The BOC also said it would “cautiously proceed with further changes” to the given fees given to inflationary pressure from tariffs.
The Bank of Canada has reduced its key policy rate to 2.75% at 25 basis points, raising concerns about trade uncertainty and inflationary pressures and weaker growth due to President Donald Trump’s tariffs.
The bank on Wednesday also said it would “cautiously proceed with further changes” to the rate, taking into account the need to assess both upward pressures on inflation from higher costs and downward pressures from lower demand.
The bank’s stance, which some economists said, could be a signal that prices won’t fall any further, coming after months of inflation sat at that 2% target.
“We’re focusing on weighing these downward pressures versus upward pressures. Our job is to maintain price stability, and that’s what we’re focusing on,” Gov. Tif McClem said at a news conference.
However, he refused to give positive guidance in terms of where the fees go.
The cut marked seven consecutive times that made central banks ease monetary policy, reducing a total of 225 basis points in the nine-month space, making them one of the world’s most offensive central banks.
“We have finished 2024 with a solid economic foundation, but we are now facing a new crisis,” he said in a greeting at the press conference.
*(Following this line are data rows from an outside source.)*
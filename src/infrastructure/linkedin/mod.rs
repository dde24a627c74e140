//! Direct LinkedIn OAuth2 integration, kept for manual debugging only.
//!
//! The primary flow goes through Unipile's hosted UI; this client backs the
//! deprecated `GET /linkedin/callback` route.

mod client;

pub use client::{LinkedInOAuthClient, LinkedInProfile, OAuthError};
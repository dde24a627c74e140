mod common;

use common::FakeUpstream;

#[tokio::test]
async fn test_index_lists_connect_link() {
    let upstream = FakeUpstream::start().await;
    let server = common::create_test_server(&common::config_with_upstream(&upstream));

    let response = server.get("/").await;

    response.assert_status_ok();
    let html = response.text();
    assert!(html.contains("/connect/linkedin"));
    assert!(!html.contains("UNIPILE_DSN"));
}

#[tokio::test]
async fn test_index_warns_when_not_configured() {
    let server = common::create_test_server(&common::base_config());

    let response = server.get("/").await;

    response.assert_status_ok();
    assert!(response.text().contains("UNIPILE_DSN"));
}

#[tokio::test]
async fn test_success_page_greets_by_name() {
    let server = common::create_test_server(&common::base_config());

    let response = server
        .get("/success")
        .add_query_param("name", "Ada Lovelace")
        .await;

    response.assert_status_ok();
    assert!(response.text().contains("Ada Lovelace"));
}

#[tokio::test]
async fn test_success_page_escapes_name() {
    let server = common::create_test_server(&common::base_config());

    let response = server
        .get("/success")
        .add_query_param("name", "<script>alert(1)</script>")
        .await;

    response.assert_status_ok();
    assert!(!response.text().contains("<script>"));
}

#[tokio::test]
async fn test_failure_page_shows_error_code() {
    let server = common::create_test_server(&common::base_config());

    let response = server
        .get("/failure")
        .add_query_param("error", "access_denied")
        .await;

    response.assert_status_ok();
    assert!(response.text().contains("access_denied"));
}

#[tokio::test]
async fn test_pages_without_query() {
    let server = common::create_test_server(&common::base_config());

    server.get("/success").await.assert_status_ok();
    server.get("/failure").await.assert_status_ok();
}

#[tokio::test]
async fn test_static_fallback() {
    let server = common::create_test_server(&common::base_config());

    server.get("/styles.css").await.assert_status_ok();
    server.get("/missing.txt").await.assert_status_not_found();
}
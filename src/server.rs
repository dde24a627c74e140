//! HTTP server initialization and runtime setup.
//!
//! Resolves configuration, wires services and runs the Axum server until a
//! shutdown signal arrives.

use crate::config::Config;
use crate::routes::app_router;
use crate::state::AppState;

use anyhow::{Context, Result};
use std::net::SocketAddr;
use tokio::signal;

/// Runs the HTTP server with the given configuration.
///
/// Initializes:
/// - Effective configuration (precedence rules, credential checks)
/// - Shared HTTP client and upstream services
/// - Axum HTTP server with graceful shutdown
///
/// # Errors
///
/// Returns an error if:
/// - The HTTP client cannot be built
/// - Server bind fails
/// - Server runtime error occurs
pub async fn run(config: Config) -> Result<()> {
    let effective = config.resolve();
    config.print_summary(&effective);

    let public_base = effective.public_base_url.clone();
    let state = AppState::from_config(effective).context("Failed to build HTTP client")?;

    let app = app_router(state);

    let addr: SocketAddr = config
        .listen_addr()
        .parse()
        .with_context(|| format!("Invalid listen address {}", config.listen_addr()))?;
    let listener = tokio::net::TcpListener::bind(addr)
        .await
        .with_context(|| format!("Failed to bind {addr}"))?;
    tracing::info!("Listening on http://{addr}");
    tracing::info!("Server running on {}", public_base);

    axum::serve(listener, app)
        .with_graceful_shutdown(shutdown_signal())
        .await?;

    tracing::info!("Server shutdown complete");
    Ok(())
}

/// Resolves on Ctrl+C or SIGTERM.
async fn shutdown_signal() {
    let ctrl_c = async {
        if let Err(e) = signal::ctrl_c().await {
            tracing::error!("Failed to install Ctrl+C handler: {e}");
            std::future::pending::<()>().await;
        }
    };

    #[cfg(unix)]
    let terminate = async {
        match signal::unix::signal(signal::unix::SignalKind::terminate()) {
            Ok(mut sig) => {
                sig.recv().await;
            }
            Err(e) => {
                tracing::error!("Failed to install SIGTERM handler: {e}");
                std::future::pending::<()>().await;
            }
        }
    };

    #[cfg(not(unix))]
    let terminate = std::future::pending::<()>();

    tokio::select! {
        () = ctrl_c => tracing::info!("Received Ctrl+C, shutting down"),
        () = terminate => tracing::info!("Received SIGTERM, shutting down"),
    }
}
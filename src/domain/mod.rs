//! Domain layer: request-scoped entities, resolved settings, and the
//! upstream contract.
//!
//! Nothing here performs I/O. Concrete upstream clients live in
//! [`crate::infrastructure`]; orchestration lives in
//! [`crate::application::services`].
//!
//! # Modules
//!
//! - [`settings`] - Immutable [`settings::EffectiveConfig`] and its policies
//! - [`hosted_link`] - Hosted auth link request/result
//! - [`provider`] - Supported account providers
//! - [`proxy_route`] - Proxied prefixes and path rewriting
//! - [`cors`] - Fixed CORS policy for proxied responses
//! - [`notify_event`] - Upstream notify webhook payload
//! - [`upstream`] - Upstream API trait and errors

pub mod cors;
pub mod hosted_link;
pub mod notify_event;
pub mod provider;
pub mod proxy_route;
pub mod settings;
pub mod upstream;
//! Unipile upstream integration.
//!
//! - [`UnipileClient`] - Real REST client for the hosted auth API
//! - [`DisabledUpstream`] - No-op stand-in when credentials are missing
//! - [`payload`] - Request/response wire format

mod client;
mod disabled;
pub mod payload;

pub use client::{API_KEY_HEADER, HOSTED_LINK_PATH, UnipileClient, map_reqwest_error};
pub use disabled::DisabledUpstream;
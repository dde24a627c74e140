//! Path prefixes relayed to the upstream API and how they are rewritten.

use thiserror::Error;

#[derive(Debug, Error, PartialEq, Eq)]
pub enum ProxyRouteError {
    #[error("No proxy prefix given")]
    Empty,

    #[error("Invalid proxy prefix '{0}'")]
    Invalid(String),

    #[error("Unknown proxy prefix option '{0}', expected 'strip'")]
    UnknownOption(String),

    #[error("Proxy prefixes '{0}' and '{1}' overlap")]
    Overlap(String, String),
}

/// One mounted proxy prefix.
///
/// A request under `prefix` is forwarded to the upstream at the same path,
/// or with `prefix` removed when `strip_prefix` is set.
#[derive(Debug, Clone, PartialEq, Eq)]
pub struct ProxyRoute {
    pub prefix: String,
    pub strip_prefix: bool,
}

impl ProxyRoute {
    pub fn new(prefix: impl Into<String>, strip_prefix: bool) -> Self {
        let prefix = prefix.into();
        let prefix = format!("/{}", prefix.trim_matches('/'));
        Self {
            prefix,
            strip_prefix,
        }
    }

    /// `/api/v1` passed through as-is and `/unipile-api` stripped.
    pub fn defaults() -> Vec<Self> {
        vec![Self::new("/api/v1", false), Self::new("/unipile-api", true)]
    }

    /// Parses a comma-separated prefix list such as `/api/v1,/unipile-api:strip`.
    ///
    /// A `:strip` suffix removes the prefix before forwarding. Prefixes must
    /// be absolute, must not be `/`, must not contain route syntax and must
    /// not nest inside one another, since overlapping routes cannot be mounted.
    pub fn parse_list(value: &str) -> Result<Vec<Self>, ProxyRouteError> {
        let mut routes: Vec<Self> = Vec::new();

        for entry in value.split(',').map(str::trim).filter(|e| !e.is_empty()) {
            let (prefix, strip_prefix) = match entry.split_once(':') {
                Some((prefix, option)) if option.trim().eq_ignore_ascii_case("strip") => {
                    (prefix.trim(), true)
                }
                Some((_, option)) => {
                    return Err(ProxyRouteError::UnknownOption(option.trim().to_string()));
                }
                None => (entry, false),
            };

            if !is_valid_prefix(prefix) {
                return Err(ProxyRouteError::Invalid(prefix.to_string()));
            }

            let route = Self::new(prefix, strip_prefix);
            if let Some(existing) = routes.iter().find(|r| r.overlaps(&route)) {
                return Err(ProxyRouteError::Overlap(
                    existing.prefix.clone(),
                    route.prefix,
                ));
            }
            routes.push(route);
        }

        if routes.is_empty() {
            return Err(ProxyRouteError::Empty);
        }
        Ok(routes)
    }

    /// Whether either prefix lies under the other (or they are equal).
    pub fn overlaps(&self, other: &Self) -> bool {
        self.matches(&other.prefix) || other.matches(&self.prefix)
    }

    /// Whether `path` sits under this prefix on a segment boundary.
    ///
    /// `/unipile-api/x` matches `/unipile-api`, `/unipile-apix` does not.
    pub fn matches(&self, path: &str) -> bool {
        match path.strip_prefix(self.prefix.as_str()) {
            Some(rest) => rest.is_empty() || rest.starts_with('/'),
            None => false,
        }
    }

    /// Upstream path for an inbound `path`, or `None` if it is not under the prefix.
    ///
    /// The prefix is removed at most once.
    pub fn rewrite(&self, path: &str) -> Option<String> {
        if !self.matches(path) {
            return None;
        }

        if !self.strip_prefix {
            return Some(path.to_string());
        }

        let rest = &path[self.prefix.len()..];
        if rest.is_empty() {
            Some("/".to_string())
        } else {
            Some(rest.to_string())
        }
    }

    /// Axum route pattern catching everything under the prefix.
    pub fn wildcard_pattern(&self) -> String {
        format!("{}/{{*rest}}", self.prefix)
    }
}

fn is_valid_prefix(prefix: &str) -> bool {
    let trimmed = prefix.trim_matches('/');
    prefix.starts_with('/')
        && !trimmed.is_empty()
        && trimmed.split('/').all(|segment| {
            !segment.is_empty()
                && segment
                    .chars()
                    .all(|c| c.is_ascii_alphanumeric() || matches!(c, '-' | '_' | '.' | '~'))
        })
}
Trump’s Stop Starting Tariff Policy and Threat on Canada’s wide range of products have shocked businesses, shaken consumer confidence and hurt business investments.
Trump on Wednesday imposed a 25% tariff on all steel and aluminum products, while Canada said Thursday it would impose $29.8 billion ($20.688 billion) on retaliatory tariffs in the US.
The bank said the long-term tariff war would lead to GDP growth and lower prices.
The Rate Setting Governance Council focuses on assessing the timing and strength of both downward pressures on inflation from weaker economies and upward pressures from higher costs, McClem said.
The trade dispute will slow GDP in the first quarter and could disrupt the job market recovery, he said, adding that fear of the impact of tariffs on prices has already boosted expectations of short-term inflation.
Inflation is expected to be around 2.5% in March, as short-term sales tax breaks end from 1.9% in January.
The Canadian dollar extended its profits after the decision, trading 0.2% stronger to USD at 1.44.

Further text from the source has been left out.